9. The packaging line according to claim 1, wherein downstream of the sealing beams, a pull device in the form of at least one conveyor is disposed, the conveyor serving as a pull device being provided with a controllable drive for driving the respective conveyor at variable speed.

10. The packaging line according to claim 6, wherein the first drive realizes a reciprocating movement whose stroke is settable and whose starting and end points of the reciprocating movement are settable in order that the stroke and the path along which the reciprocating movement of the first sealing beam or press-on beam and cutting knife proceed are settable.

11. The packaging line according to claim 8, wherein the third drive realizes a reciprocating movement whose the stroke is settable and whose starting and end points are settable such that the stroke and the path along which the reciprocating movement of the second sealing beam or press-on beam and cutting knife proceed are settable.

12. The packaging line according to claim 7, wherein the second drive realizes a reciprocating movement which has two different stroke lengths, both stroke lengths being settable and where the starting and end points of the reciprocating movements are settable such that the strokes and the path along which the reciprocating movement along the transport direction of the separating elements proceed are settable, while per product at least two stroke lengths are set such that per product at least three cross seals are formed.
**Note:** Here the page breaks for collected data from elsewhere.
use std::fs::File;
use std::io::{Read, Write};
use std::panic::{self, AssertUnwindSafe};
use std::sync::{Arc, Mutex, PoisonError};

use nix::unistd::Pid;

use crate::gate::{CompletionSignal, SuppressionFlag};
use crate::scheduler::job::{JobId, JobOutcome};
use crate::scheduler::slot::Slot;
use crate::worker::process::{SpawnedWorker, BUFFER_WRITTEN};

/// Waits for one job's worker and decides whether its result reaches the sink.
///
/// Runs on the blocking pool: reading the worker's pipes is the only place a
/// job is allowed to block. The final check-and-deliver step holds the
/// scheduler's lock, so a suppression decision and a sink write can never
/// interleave.
pub(crate) struct CompletionMonitor<W> {
    job_id: JobId,
    pid: Pid,
    result: File,
    marker: File,
    completion: CompletionSignal,
    suppression: SuppressionFlag,
    sink: W,
    slot: Arc<Mutex<Slot>>,
}

impl<W> CompletionMonitor<W>
where
    W: Write + Send + 'static,
{
    pub(crate) fn new(
        job_id: JobId,
        worker: SpawnedWorker,
        suppression: SuppressionFlag,
        sink: W,
        slot: Arc<Mutex<Slot>>,
    ) -> Self {
        Self {
            job_id,
            pid: worker.pid,
            result: worker.result,
            marker: worker.marker,
            completion: worker.completion,
            suppression,
            sink,
            slot,
        }
    }

    pub(crate) fn run(self) -> JobOutcome {
        let CompletionMonitor {
            job_id,
            pid,
            mut result,
            mut marker,
            completion,
            mut suppression,
            mut sink,
            slot,
        } = self;

        let output = collect_output(job_id, &mut result, &mut marker);
        drop(result);
        drop(marker);

        // A panicking sink can't poison this lock: delivery is unwound below
        let _guard = slot.lock().unwrap_or_else(PoisonError::into_inner);

        let outcome = if suppression.is_set() {
            JobOutcome::Superseded
        } else {
            match output {
                Some(bytes) => deliver(job_id, &mut sink, &bytes),
                None => JobOutcome::NoOutput,
            }
        };

        completion.release();

        tracing::info!(job_id = %job_id, pid = pid.as_raw(), outcome = %outcome, "Job finished");
        outcome
    }
}

/// Drain the result pipe, then trust it only if the buffer-written marker
/// follows.
///
/// The result is drained first so a worker whose output exceeds the pipe
/// capacity is never stuck writing while the marker is awaited. An empty read
/// alone says nothing: an interrupted worker closes the pipe the same way as
/// one that produced no bytes.
fn collect_output(job_id: JobId, result: &mut File, marker: &mut File) -> Option<Vec<u8>> {
    let mut output = Vec::new();
    if let Err(e) = result.read_to_end(&mut output) {
        tracing::debug!(job_id = %job_id, error = %e, "Failed to read worker result");
        return None;
    }

    let mut flag = Vec::with_capacity(1);
    match marker.read_to_end(&mut flag) {
        Ok(_) if flag == [BUFFER_WRITTEN] => Some(output),
        Ok(_) => {
            tracing::debug!(job_id = %job_id, "Worker exited without writing its buffer");
            None
        }
        Err(e) => {
            tracing::debug!(job_id = %job_id, error = %e, "Failed to read buffer-written marker");
            None
        }
    }
}

fn deliver<W: Write>(job_id: JobId, sink: &mut W, bytes: &[u8]) -> JobOutcome {
    let written = panic::catch_unwind(AssertUnwindSafe(|| {
        sink.write_all(bytes)?;
        sink.flush()
    }));

    match written {
        Ok(Ok(())) => JobOutcome::Completed,
        Ok(Err(e)) => {
            tracing::warn!(job_id = %job_id, error = %e, "Failed to write job result to sink");
            JobOutcome::SinkFailed
        }
        Err(_) => {
            tracing::error!(job_id = %job_id, "Sink panicked while writing job result");
            JobOutcome::SinkFailed
        }
    }
}

#[cfg(test)]
mod tests {
    use super::*;
    use std::io;

    use uuid::Uuid;

    use crate::sink::SharedBuffer;

    struct FailingSink;

    impl Write for FailingSink {
        fn write(&mut self, _buf: &[u8]) -> io::Result<usize> {
            Err(io::Error::new(io::ErrorKind::BrokenPipe, "closed"))
        }

        fn flush(&mut self) -> io::Result<()> {
            Ok(())
        }
    }

    struct PanickingSink;

    impl Write for PanickingSink {
        fn write(&mut self, _buf: &[u8]) -> io::Result<usize> {
            panic!("sink exploded");
        }

        fn flush(&mut self) -> io::Result<()> {
            Ok(())
        }
    }

    fn pipe_with(bytes: &[u8]) -> File {
        let (reader, writer) = nix::unistd::pipe().unwrap();
        let mut writer = File::from(writer);
        writer.write_all(bytes).unwrap();
        drop(writer);
        File::from(reader)
    }

    #[test]
    fn collect_requires_marker() {
        let id = Uuid::new_v4();

        let mut result = pipe_with(b"payload");
        let mut marker = pipe_with(&[BUFFER_WRITTEN]);
        assert_eq!(
            collect_output(id, &mut result, &mut marker),
            Some(b"payload".to_vec())
        );

        let mut result = pipe_with(b"");
        let mut marker = pipe_with(&[BUFFER_WRITTEN]);
        assert_eq!(collect_output(id, &mut result, &mut marker), Some(Vec::new()));

        // Interrupted worker: partial bytes, no marker
        let mut result = pipe_with(b"pay");
        let mut marker = pipe_with(b"");
        assert_eq!(collect_output(id, &mut result, &mut marker), None);
    }

    #[test]
    fn deliver_writes_to_sink() {
        let buffer = SharedBuffer::new();
        let outcome = deliver(Uuid::new_v4(), &mut buffer.clone(), b"result");
        assert_eq!(outcome, JobOutcome::Completed);
        assert_eq!(buffer.contents(), b"result");
    }

    #[test]
    fn deliver_reports_sink_errors() {
        assert_eq!(
            deliver(Uuid::new_v4(), &mut FailingSink, b"result"),
            JobOutcome::SinkFailed
        );
        assert_eq!(
            deliver(Uuid::new_v4(), &mut PanickingSink, b"result"),
            JobOutcome::SinkFailed
        );
    }
}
13. The packaging line according to claim 6, wherein the first and the second sealing beam or press-on beam and the cutting knives are bearing mounted in a first and second guide, respectively, which guides are connected to a frame plate which, via a third guide running parallel to the transport surface, is arranged for movement along the transport direction for traversing said synchronous reciprocating movement, while the second drive is connected to said frame plate.

14. The packaging line according to claim 13, wherein the first drive is connected via a chain or toothed belt to a first crank rod, which first crank rod is connected via a first drive shaft to the first sealing beam or press-on beam and cutting knife.
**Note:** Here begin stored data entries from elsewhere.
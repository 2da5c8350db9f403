//! Content-pack intake and snapshots for machinemind.
//!
//! This crate provides:
//! - [`ContentPack`] - A manifest plus packed JSON records, built from named
//!   files or an unpacked pack directory
//! - [`intake_pack`] - Unpacks a pack's records into a registry in
//!   dependency order
//! - [`to_bytes`] / [`from_bytes`] and file variants - `MessagePack`
//!   snapshots of a registry and its inventories

#![warn(missing_docs)]
#![warn(clippy::all)]
#![warn(clippy::pedantic)]

pub mod intake;
pub mod pack;
pub mod serialize;

pub use intake::{IntakeSummary, intake_pack};
pub use pack::{
    ContentPack, JsonRecord, MANIFEST_FILE, Manifest, PackData, generate_id, json_to_record,
    json_to_value, pack_id, parse_manifest,
};
pub use serialize::{
    InventorySnapshot, RegistrySnapshot, SNAPSHOT_VERSION, StoredRecord, from_bytes, load_from_file,
    save_to_file, to_bytes,
};
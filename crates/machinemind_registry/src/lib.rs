//! Scoped entity registries for machinemind.
//!
//! This crate provides:
//! - [`Registry`] - One named storage scope of raw records, per entity kind
//! - [`RegCat`] - Typed view over one kind's records in a registry
//! - [`Live`] / [`AnyEntry`] - Materialized, mutable entity instances
//! - [`OpCtx`] - Per-operation identity map (one live instance per record)
//! - [`RegEnv`] - Shared environment: configuration, keys, schemas, names
//! - Insinuation: copying an entry and its owned subtree between registries
//!
//! # Example
//!
//! ```ignore
//! let env = RegEnv::new(schemas);
//! let global = env.create_registry("global");
//! let ctx = OpCtx::new();
//!
//! let frame = global.get_cat::<Frame>().lookup_mmid(&ctx, "mf_lancaster")?;
//! let inventory = pilot.inventory();
//! let personal = frame.unwrap().insinuate(&inventory, None)?;
//! ```

#![warn(missing_docs)]
#![warn(clippy::all)]
#![warn(clippy::pedantic)]

pub mod category;
pub mod config;
pub mod ctx;
pub mod entry;
pub mod hooks;
mod insinuate;
pub mod keys;
pub mod load;
pub mod registry;
pub mod schema;


pub use category::RegCat;
pub use config::RegistryConfig;
pub use ctx::{OpCtx, Reservation, Slot};
pub use entry::{AnyEntry, Live, RegEntry};
pub use hooks::{InsinuationHook, InsinuationLog, InsinuationRecord};
pub use keys::KeyAllocator;
pub use load::Loader;
pub use registry::{RegEnv, Registry};
pub use schema::{KindSchema, SchemaTable};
15. The packaging line according to claim 13, wherein the third drive is connected via a chain or toothed belt to a second crank rod, which second crank rod is connected, via a second drive shaft to the second sealing beam or press on beam.
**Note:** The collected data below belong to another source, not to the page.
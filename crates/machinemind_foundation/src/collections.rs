//! Persistent collections with structural sharing.
//!
//! These are thin wrappers around the `im` crate's persistent data structures,
//! giving raw records O(1) clones and a deterministic field order.

use std::borrow::Borrow;
use std::fmt;
use std::hash::{Hash, Hasher};
use std::iter::FromIterator;

#[cfg(feature = "serde")]
use serde::{Deserialize, Serialize};

/// Persistent vector with structural sharing.
///
/// Cloning is O(1). Modifications return a new vector sharing structure
/// with the original.
#[derive(Clone)]
#[cfg_attr(feature = "serde", derive(Serialize, Deserialize), serde(transparent))]
pub struct LtVec<T>(im::Vector<T>)
where
    T: Clone;

impl<T: Clone> LtVec<T> {
    /// Creates an empty vector.
    #[must_use]
    pub fn new() -> Self {
        Self(im::Vector::new())
    }

    /// Returns the number of elements.
    #[must_use]
    pub fn len(&self) -> usize {
        self.0.len()
    }

    /// Returns true if the vector is empty.
    #[must_use]
    pub fn is_empty(&self) -> bool {
        self.0.is_empty()
    }

    /// Gets an element by index.
    #[must_use]
    pub fn get(&self, index: usize) -> Option<&T> {
        self.0.get(index)
    }

    /// Returns an iterator over the elements.
    pub fn iter(&self) -> impl Iterator<Item = &T> {
        self.0.iter()
    }
}

impl<T: Clone> Default for LtVec<T> {
    fn default() -> Self {
        Self::new()
    }
}

impl<T: Clone + fmt::Debug> fmt::Debug for LtVec<T> {
    fn fmt(&self, f: &mut fmt::Formatter<'_>) -> fmt::Result {
        f.debug_list().entries(self.iter()).finish()
    }
}

impl<T: Clone + PartialEq> PartialEq for LtVec<T> {
    fn eq(&self, other: &Self) -> bool {
        self.0 == other.0
    }
}

impl<T: Clone + Eq> Eq for LtVec<T> {}

impl<T: Clone + Hash> Hash for LtVec<T> {
    fn hash<H: Hasher>(&self, state: &mut H) {
        self.len().hash(state);
        for item in self.iter() {
            item.hash(state);
        }
    }
}

impl<T: Clone> FromIterator<T> for LtVec<T> {
    fn from_iter<I: IntoIterator<Item = T>>(iter: I) -> Self {
        Self(im::Vector::from_iter(iter))
    }
}

impl<T: Clone> IntoIterator for LtVec<T> {
    type Item = T;
    type IntoIter = im::vector::ConsumingIter<T>;

    fn into_iter(self) -> Self::IntoIter {
        self.0.into_iter()
    }
}

impl<'a, T: Clone> IntoIterator for &'a LtVec<T> {
    type Item = &'a T;
    type IntoIter = im::vector::Iter<'a, T>;

    fn into_iter(self) -> Self::IntoIter {
        self.0.iter()
    }
}

/// Persistent ordered map with structural sharing.
///
/// Keys iterate in sorted order, so two maps with the same entries always
/// iterate (and serialize) identically.
#[derive(Clone)]
#[cfg_attr(feature = "serde", derive(Serialize, Deserialize), serde(transparent))]
pub struct LtMap<K, V>(im::OrdMap<K, V>)
where
    K: Clone + Ord,
    V: Clone;

impl<K: Clone + Ord, V: Clone> LtMap<K, V> {
    /// Creates an empty map.
    #[must_use]
    pub fn new() -> Self {
        Self(im::OrdMap::new())
    }

    /// Returns the number of entries.
    #[must_use]
    pub fn len(&self) -> usize {
        self.0.len()
    }

    /// Returns true if the map is empty.
    #[must_use]
    pub fn is_empty(&self) -> bool {
        self.0.is_empty()
    }

    /// Gets a value by key.
    #[must_use]
    pub fn get<Q>(&self, key: &Q) -> Option<&V>
    where
        Q: Ord + ?Sized,
        K: Borrow<Q>,
    {
        self.0.get(key)
    }

    /// Returns true if the map contains the key.
    #[must_use]
    pub fn contains_key<Q>(&self, key: &Q) -> bool
    where
        Q: Ord + ?Sized,
        K: Borrow<Q>,
    {
        self.0.contains_key(key)
    }

    /// Returns a new map with the key-value pair inserted.
    #[must_use]
    pub fn insert(&self, key: K, value: V) -> Self {
        let mut new = self.0.clone();
        new.insert(key, value);
        Self(new)
    }

    /// Returns a new map with the key removed.
    #[must_use]
    pub fn remove<Q>(&self, key: &Q) -> Self
    where
        Q: Ord + ?Sized,
        K: Borrow<Q>,
    {
        let mut new = self.0.clone();
        new.remove(key);
        Self(new)
    }

    /// Returns an iterator over key-value pairs in key order.
    pub fn iter(&self) -> impl Iterator<Item = (&K, &V)> {
        self.0.iter()
    }

    /// Returns an iterator over keys in order.
    pub fn keys(&self) -> impl Iterator<Item = &K> {
        self.0.keys()
    }

    /// Returns an iterator over values in key order.
    pub fn values(&self) -> impl Iterator<Item = &V> {
        self.0.values()
    }

    /// Returns a new map that is the union of this map and another.
    ///
    /// If a key exists in both maps, the value from `other` is used.
    #[must_use]
    pub fn union(&self, other: &Self) -> Self {
        let mut merged = self.0.clone();
        for (key, value) in other.0.iter() {
            merged.insert(key.clone(), value.clone());
        }
        Self(merged)
    }
}

impl<K: Clone + Ord, V: Clone> Default for LtMap<K, V> {
    fn default() -> Self {
        Self::new()
    }
}

impl<K: Clone + Ord + fmt::Debug, V: Clone + fmt::Debug> fmt::Debug for LtMap<K, V> {
    fn fmt(&self, f: &mut fmt::Formatter<'_>) -> fmt::Result {
        f.debug_map().entries(self.iter()).finish()
    }
}

impl<K: Clone + Ord, V: Clone + PartialEq> PartialEq for LtMap<K, V> {
    fn eq(&self, other: &Self) -> bool {
        self.0 == other.0
    }
}

impl<K: Clone + Ord, V: Clone + Eq> Eq for LtMap<K, V> {}

impl<K: Clone + Ord + Hash, V: Clone + Hash> Hash for LtMap<K, V> {
    fn hash<H: Hasher>(&self, state: &mut H) {
        self.len().hash(state);
        for (k, v) in self.iter() {
            k.hash(state);
            v.hash(state);
        }
    }
}

impl<K: Clone + Ord, V: Clone> FromIterator<(K, V)> for LtMap<K, V> {
    fn from_iter<I: IntoIterator<Item = (K, V)>>(iter: I) -> Self {
        Self(im::OrdMap::from_iter(iter))
    }
}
16. The packaging line according to claim 9, wherein the fourth drive is connected, via a toothed belt or chain, to the conveyor disposed downstream of the sealing beam or press-on beam.

17. The packaging line according to claim 13, wherein the conveyor disposed upstream of the sealing beams or press-on beams is provided, on an end proximal to the sealing beams or press-on beams, with three return wheels, one of which is disposed for rotation about a fixed axis, while the other two are each disposed for rotation about an axis belonging to the return wheel which two axes are connected to said frame plate.

18. The packaging line according to claim 13, wherein the conveyor disposed downstream of the sealing beams or press-on beams is provided, on an end proximal to the sealing beams or press-on beams, with three return wheels, one of which being disposed for rotation about a fixed axis, while the other two are each disposed for rotation about an axis belonging to the respective return wheel, which two axes are connected to said frame plate.

19. The packaging line according to claim 6, wherein the first controllable drive is a servo motor that is connected to a control belonging to the servo motor.

20. The packaging line according to claim 1, wherein the control is arranged to control the feeders such that in the at least one flap, an additional product is included.

21. The packaging line according to claim 20, wherein the control drives the packaging line such that a packaged product is obtained with a series of mutually connected flaps wherein in each, or at least in a number of the flaps, a product is included.